Algunos de los más importantes ejemplos en España, además de Madrid,  lo protagonizan ciudades como Barcelona, donde los huertos urbanos también crecen desde hace años y están ahora en el centro de la nueva estrategia de política alimentaria del Consistorio. El pasado marzo anunciaba su apuesta por extender los huertos urbanos comunitarios, escolares y sociales así como la difusión de bancos de semillas de variedades locales.

Sevilla

También en Sevilla hay un potente programa de huertos urbanos en marcha. La capital andaluza quiere ser, según decía su alcalde Juan Espadas el pasado febrero, la capital «con la red de huertos urbanos más potente de España». El proyecto de la ciudad ha sido resumido en el documental Semillas en el asfalto. Actualmente la ciudad cuenta con 13 huertos y el proyecto es ampliarlo a 31.

Vitoria

Otra ciudad con una gran tradición de huertos urbanos es la capital de Álava.
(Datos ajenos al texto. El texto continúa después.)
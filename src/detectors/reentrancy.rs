//! Reentrancy detector
//!
//! A value transfer whose immediate statement contains no state write leaves
//! the contract's bookkeeping unsettled while the callee runs: the callee
//! can re-enter and observe (or exploit) pre-transfer state.

use crate::detectors::base::Rule;
use crate::models::{Finding, Severity};
use crate::scan::ScanOutcome;

pub struct ReentrancyRule;

impl Rule for ReentrancyRule {
    fn id(&self) -> &'static str {
        "reentrancy"
    }

    fn description(&self) -> &'static str {
        "Value transfer with no state write in the same statement"
    }

    fn detect(&self, scan: &ScanOutcome) -> Vec<Finding> {
        scan.flow
            .transfers
            .iter()
            .filter(|t| {
                let after = scan.statement_after(t.line);
                !after.contains("var-set") && !after.contains("map-set")
            })
            .map(|t| {
                Finding::new(
                    self.id(),
                    "External call before state write",
                    Severity::Critical,
                    t.line,
                )
            })
            .collect()
    }
}

#[cfg(test)]
mod tests {
    use super::*;
    use crate::scan::scan;

    #[test]
    fn test_transfer_without_write_flagged() {
        let src = "(define-public (payout (to principal))\n  (begin\n    (contract-call? .vault stx-transfer? u100 tx-sender to)\n    (ok true)))";
        let outcome = scan(src).unwrap();
        let findings = ReentrancyRule.detect(&outcome);
        assert_eq!(findings.len(), 1);
        assert_eq!(findings[0].id, "reentrancy");
        assert_eq!(findings[0].severity, Severity::Critical);
        assert_eq!(findings[0].line, 3);
    }

    #[test]
    fn test_write_in_same_statement_clears() {
        let src = "(define-public (payout (to principal))\n  (begin\n    (contract-call? .vault stx-transfer? u100 tx-sender to)\n    (map-set ledger to u100)\n    (ok true)))";
        let outcome = scan(src).unwrap();
        assert!(ReentrancyRule.detect(&outcome).is_empty());
    }

    #[test]
    fn test_write_past_statement_horizon_still_flagged() {
        // The write lands after a `;` comment marker, outside the statement.
        let src = "(define-public (payout (to principal))\n  (begin\n    (contract-call? .vault stx-transfer? u100 tx-sender to)\n    (ok true))) ;; settle later\n(map-set ledger tx-sender u0)";
        let outcome = scan(src).unwrap();
        assert_eq!(ReentrancyRule.detect(&outcome).len(), 1);
    }
}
Vitoria cuenta con huertos municipales desde 1998, cuando surgieron ya como alternativa a los huertos familiares que habían proliferado de manera desordenada, algunos en zonas de dominio público. El Ayuntamiento ofrece las huertas a personas (que hayan hecho el curso municipal de horticultura ecológica) por cuatro años.  en base a las condiciones establecidas en la Ordenanza Municipal de uso de los Huertos Urbanos Municipales de Vitoria-Gasteiz. Las parcelas se ceden por un periodo de 4 años. Además, la ciudad cuenta con huertos de centros cívicos, escolares y de otras entidades.